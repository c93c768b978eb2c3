//! Bookmark JSON API.

use axum::extract::{Path, State};
use axum::http::StatusCode;
use axum::response::{IntoResponse, Json, Response};
use serde::Deserialize;
use shelf::Bookmark;
use uuid::Uuid;

use crate::routes::auth::AuthUser;
use crate::services::bookmark::{self, StoreError, UpdateOutcome};
use crate::state::AppState;

#[derive(Deserialize)]
pub struct CreateBookmarkBody {
    pub title: String,
    pub url: String,
}

#[derive(Deserialize)]
pub struct UpdateBookmarkBody {
    pub title: String,
}

/// `GET /api/bookmarks`: the caller's bookmarks, newest first.
pub async fn list(State(state): State<AppState>, auth: AuthUser) -> Result<Json<Vec<Bookmark>>, StatusCode> {
    let rows = bookmark::list_bookmarks(state.store.as_ref(), auth.user.id)
        .await
        .map_err(store_error_to_status)?;
    Ok(Json(rows))
}

/// `POST /api/bookmarks`: create a bookmark; `400` if a field is blank.
pub async fn create(
    State(state): State<AppState>,
    auth: AuthUser,
    Json(body): Json<CreateBookmarkBody>,
) -> Result<(StatusCode, Json<Bookmark>), StatusCode> {
    let row = bookmark::insert_bookmark(state.store.as_ref(), auth.user.id, &body.title, &body.url)
        .await
        .map_err(store_error_to_status)?;
    Ok((StatusCode::CREATED, Json(row)))
}

/// `PATCH /api/bookmarks/{id}`: rename. A blank title is a no-op (`204`).
pub async fn update(
    State(state): State<AppState>,
    auth: AuthUser,
    Path(id): Path<Uuid>,
    Json(body): Json<UpdateBookmarkBody>,
) -> Result<Response, StatusCode> {
    let outcome = bookmark::update_bookmark(state.store.as_ref(), auth.user.id, id, &body.title)
        .await
        .map_err(store_error_to_status)?;
    Ok(match outcome {
        UpdateOutcome::Updated(row) => Json(row).into_response(),
        UpdateOutcome::Skipped => StatusCode::NO_CONTENT.into_response(),
    })
}

/// `DELETE /api/bookmarks/{id}`.
pub async fn remove(
    State(state): State<AppState>,
    auth: AuthUser,
    Path(id): Path<Uuid>,
) -> Result<StatusCode, StatusCode> {
    bookmark::delete_bookmark(state.store.as_ref(), auth.user.id, id)
        .await
        .map_err(store_error_to_status)?;
    Ok(StatusCode::NO_CONTENT)
}

pub(crate) fn store_error_to_status(err: StoreError) -> StatusCode {
    match err {
        StoreError::Validation(_) => StatusCode::BAD_REQUEST,
        StoreError::NotFound(_) => StatusCode::NOT_FOUND,
        StoreError::Database(e) => {
            tracing::error!(error = %e, "bookmark store call failed");
            StatusCode::INTERNAL_SERVER_ERROR
        }
    }
}

#[cfg(test)]
#[path = "bookmarks_test.rs"]
mod tests;
use rand::{Rng, RngCore};

use crate::algorithms::{binary_search, selection_sort};
use crate::analysis::{AnalysisError, AnalysisReport, Analyzer};
use crate::model::Dataset;

/// Probes issued per run unless configured otherwise.
pub const DEFAULT_PROBES: usize = 100;

/// Searches a sorted copy for random keys and counts the hits.
///
/// The result is a coverage estimate and varies from run to run. An empty
/// dataset yields zero hits.
pub struct RandomSearchAnalyzer {
    probes: usize,
    domain: i32,
}

impl RandomSearchAnalyzer {
    pub fn new(probes: usize, domain: i32) -> Self {
        Self { probes, domain }
    }

    pub fn probes(&self) -> usize {
        self.probes
    }

    /// Count hits for `probes` random keys against an ascending slice.
    pub fn count_hits(&self, sorted: &[i32], rng: &mut dyn RngCore) -> usize {
        if self.domain <= 0 {
            return 0;
        }
        (0..self.probes)
            .filter(|_| {
                let key = rng.gen_range(0..self.domain);
                binary_search(sorted, key)
            })
            .count()
    }
}

impl Default for RandomSearchAnalyzer {
    fn default() -> Self {
        Self::new(DEFAULT_PROBES, crate::model::DOMAIN_SIZE)
    }
}

impl Analyzer for RandomSearchAnalyzer {
    fn analyze(
        &self,
        dataset: &Dataset,
        rng: &mut dyn RngCore,
    ) -> Result<AnalysisReport, AnalysisError> {
        let mut values = dataset.to_vec();
        selection_sort(&mut values);
        let hits = self.count_hits(&values, rng);
        Ok(AnalysisReport::Search { hits, probes: self.probes })
    }

    fn name(&self) -> &'static str {
        "search"
    }
}
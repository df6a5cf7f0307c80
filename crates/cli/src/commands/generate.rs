use analyzer_core::analysis::AnalyzerRegistry;
use analyzer_core::pipeline::PipelineRunner;
use anyhow::{Context, Result};

use crate::{resolve_run_config, RunOverrides};

/// Generate a dataset and write it, without analyzing.
pub fn generate_command(overrides: &RunOverrides) -> Result<()> {
    let config = resolve_run_config(overrides)?;
    let registry = AnalyzerRegistry::new();
    let runner = PipelineRunner { config: &config, registry: &registry };
    let (dataset, seed) = runner.generate_file().with_context(|| {
        format!("Failed to generate data file at {}", config.data_path.display())
    })?;

    println!("Generated data file:");
    println!("  Path: {}", config.data_path.display());
    println!("  Values: {}", dataset.len());
    println!("  Seed: {seed}");
    Ok(())
}
//! Sequential driver: generate → write → read → analyze.
//!
//! I/O failures are caught where they happen and recorded on the outcome
//! instead of aborting the run. A failed read leaves the analyzers running
//! over an empty dataset, which is how degraded mode shows up in the reports.

use std::path::Path;

use log::{error, info, warn};
use rand::RngCore;
use thiserror::Error;

use crate::analysis::{AnalysisError, AnalysisReport, AnalyzerRegistry};
use crate::codec::{self, CodecError};
use crate::config::RunConfig;
use crate::generator::{self, GeneratorError};
use crate::model::{Dataset, DatasetError, DOMAIN_SIZE};

#[derive(Debug, Error)]
pub enum PipelineError {
    #[error(transparent)]
    Generator(#[from] GeneratorError),
    #[error(transparent)]
    Codec(#[from] CodecError),
}

/// Result of one analyzer, tagged with the analyzer's name.
#[derive(Debug)]
pub struct AnalyzerOutcome {
    pub name: &'static str,
    pub result: Result<AnalysisReport, AnalysisError>,
}

/// Everything a full run produced, including recorded failures.
#[derive(Debug)]
pub struct PipelineOutcome {
    pub seed: u64,
    pub generated: usize,
    pub write_error: Option<CodecError>,
    pub read_error: Option<CodecError>,
    pub domain_error: Option<DatasetError>,
    /// Dataset as reloaded from disk (empty if the read failed).
    pub dataset: Dataset,
    pub analyses: Vec<AnalyzerOutcome>,
}

impl PipelineOutcome {
    pub fn is_degraded(&self) -> bool {
        self.write_error.is_some() || self.read_error.is_some()
    }
}

/// Coordinator tying a run config to the analyzers it should run.
pub struct PipelineRunner<'a> {
    pub config: &'a RunConfig,
    pub registry: &'a AnalyzerRegistry,
}

impl<'a> PipelineRunner<'a> {
    /// Full run over `config.data_path`.
    pub fn run(&self) -> Result<PipelineOutcome, PipelineError> {
        let (mut rng, seed) = generator::seeded_rng(self.config.seed);
        info!("Random source seeded with {seed}");

        let generated = generator::generate(self.config.length, DOMAIN_SIZE, &mut rng)?;
        let path = self.config.data_path.as_path();

        let write_error = codec::write(&generated, path).err();
        if let Some(e) = &write_error {
            error!("{e}");
        }

        let (dataset, read_error) = match codec::read(path) {
            Ok(dataset) => (dataset, None),
            Err(e) => {
                error!("{e}");
                (Dataset::empty(), Some(e))
            }
        };

        let domain_error = dataset.check_domain(DOMAIN_SIZE).err();
        if let Some(e) = &domain_error {
            warn!("{e}");
        }

        let analyses = self.analyze(&dataset, &mut rng);

        Ok(PipelineOutcome {
            seed,
            generated: generated.len(),
            write_error,
            read_error,
            domain_error,
            dataset,
            analyses,
        })
    }

    /// Generate and persist a dataset without analyzing it.
    pub fn generate_file(&self) -> Result<(Dataset, u64), PipelineError> {
        let (mut rng, seed) = generator::seeded_rng(self.config.seed);
        info!("Random source seeded with {seed}");
        let dataset = generator::generate(self.config.length, DOMAIN_SIZE, &mut rng)?;
        codec::write(&dataset, &self.config.data_path)?;
        Ok((dataset, seed))
    }

    /// Analyze an existing data file; a read failure is returned to the caller.
    pub fn analyze_file(&self, path: &Path) -> Result<Vec<AnalyzerOutcome>, PipelineError> {
        let dataset = codec::read(path)?;
        if let Err(e) = dataset.check_domain(DOMAIN_SIZE) {
            warn!("{e}");
        }
        let (mut rng, seed) = generator::seeded_rng(self.config.seed);
        info!("Random source seeded with {seed}");
        Ok(self.analyze(&dataset, &mut rng))
    }

    /// Run every registered analyzer in order over `dataset`.
    pub fn analyze(&self, dataset: &Dataset, rng: &mut dyn RngCore) -> Vec<AnalyzerOutcome> {
        self.registry
            .iter()
            .map(|analyzer| {
                let result = analyzer.analyze(dataset, &mut *rng);
                if let Err(e) = &result {
                    warn!("Analyzer '{}' failed: {e}", analyzer.name());
                }
                AnalyzerOutcome { name: analyzer.name(), result }
            })
            .collect()
    }
}
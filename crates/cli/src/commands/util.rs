use analyzer_core::pipeline::AnalyzerOutcome;
use anyhow::{Context, Result};
use serde_json::{json, Value};

/// Human-readable reports, one block per analyzer, in run order.
pub fn render_text(analyses: &[AnalyzerOutcome]) -> String {
    let mut out = String::new();
    for outcome in analyses {
        match &outcome.result {
            Ok(report) => out.push_str(&report.to_string()),
            Err(e) => out.push_str(&format!("{}: {e}", outcome.name)),
        }
        out.push('\n');
    }
    out
}

/// JSON form of each analyzer outcome.
pub fn analyses_to_json(analyses: &[AnalyzerOutcome]) -> Result<Value> {
    analyses
        .iter()
        .map(|outcome| match &outcome.result {
            Ok(report) => {
                let report =
                    serde_json::to_value(report).context("Failed to serialize analysis report")?;
                Ok(json!({ "analyzer": outcome.name, "report": report }))
            }
            Err(e) => Ok(json!({ "analyzer": outcome.name, "error": e.to_string() })),
        })
        .collect::<Result<Vec<_>>>()
        .map(Value::Array)
}
use std::path::{Path, PathBuf};

use anyhow::{anyhow, Context, Result};
use serde::{Deserialize, Serialize};

use crate::analysis::DEFAULT_PROBES;
use crate::model::DEFAULT_LENGTH;

/// File a default run writes to and reads back from.
pub const DEFAULT_DATA_FILE: &str = "binary.dat";

fn default_data_path() -> PathBuf {
    PathBuf::from(DEFAULT_DATA_FILE)
}

fn default_length() -> usize {
    DEFAULT_LENGTH
}

fn default_probes() -> usize {
    DEFAULT_PROBES
}

/// Settings for one pipeline run.
///
/// Every field has a default so a config file only needs the fields it changes.
/// The value domain is fixed and deliberately not configurable.
#[derive(Debug, Clone, PartialEq, Eq, Serialize, Deserialize)]
pub struct RunConfig {
    /// Binary data file, relative to the working directory unless absolute.
    #[serde(default = "default_data_path")]
    pub data_path: PathBuf,
    /// Number of values to generate.
    #[serde(default = "default_length")]
    pub length: usize,
    /// Random probes issued by the search analyzer.
    #[serde(default = "default_probes")]
    pub probes: usize,
    /// Fixed seed for a reproducible run; the clock is used when absent.
    #[serde(default, skip_serializing_if = "Option::is_none")]
    pub seed: Option<u64>,
}

impl Default for RunConfig {
    fn default() -> Self {
        Self {
            data_path: default_data_path(),
            length: default_length(),
            probes: default_probes(),
            seed: None,
        }
    }
}

impl RunConfig {
    pub fn validate(&self) -> Result<()> {
        if i32::try_from(self.length).is_err() {
            return Err(anyhow!(
                "Run config 'length' must be at most {}, got {}",
                i32::MAX,
                self.length
            ));
        }
        Ok(())
    }
}

/// Load a run config from a `.json`, `.yaml` or `.yml` file.
pub fn load_run_config(path: &Path) -> Result<RunConfig> {
    let body = std::fs::read_to_string(path)
        .with_context(|| format!("Failed to read run config at {}", path.display()))?;
    let ext = path.extension().and_then(|e| e.to_str()).unwrap_or_default().to_ascii_lowercase();
    let config: RunConfig = match ext.as_str() {
        "json" => serde_json::from_str(&body).context("Failed to parse run config JSON")?,
        "yaml" | "yml" => serde_yaml::from_str(&body).context("Failed to parse run config YAML")?,
        other => {
            return Err(anyhow!(
                "Unsupported run config extension '.{other}'. Allowed: json, yaml, yml"
            ))
        }
    };
    config.validate()?;
    Ok(config)
}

============================================================

▶ _Work instruction_
Gather each line of the records holding the string "issued".

▶ _Answer for the task_
/// Probes issued per run unless configured otherwise.
    /// Random probes issued by the search analyzer.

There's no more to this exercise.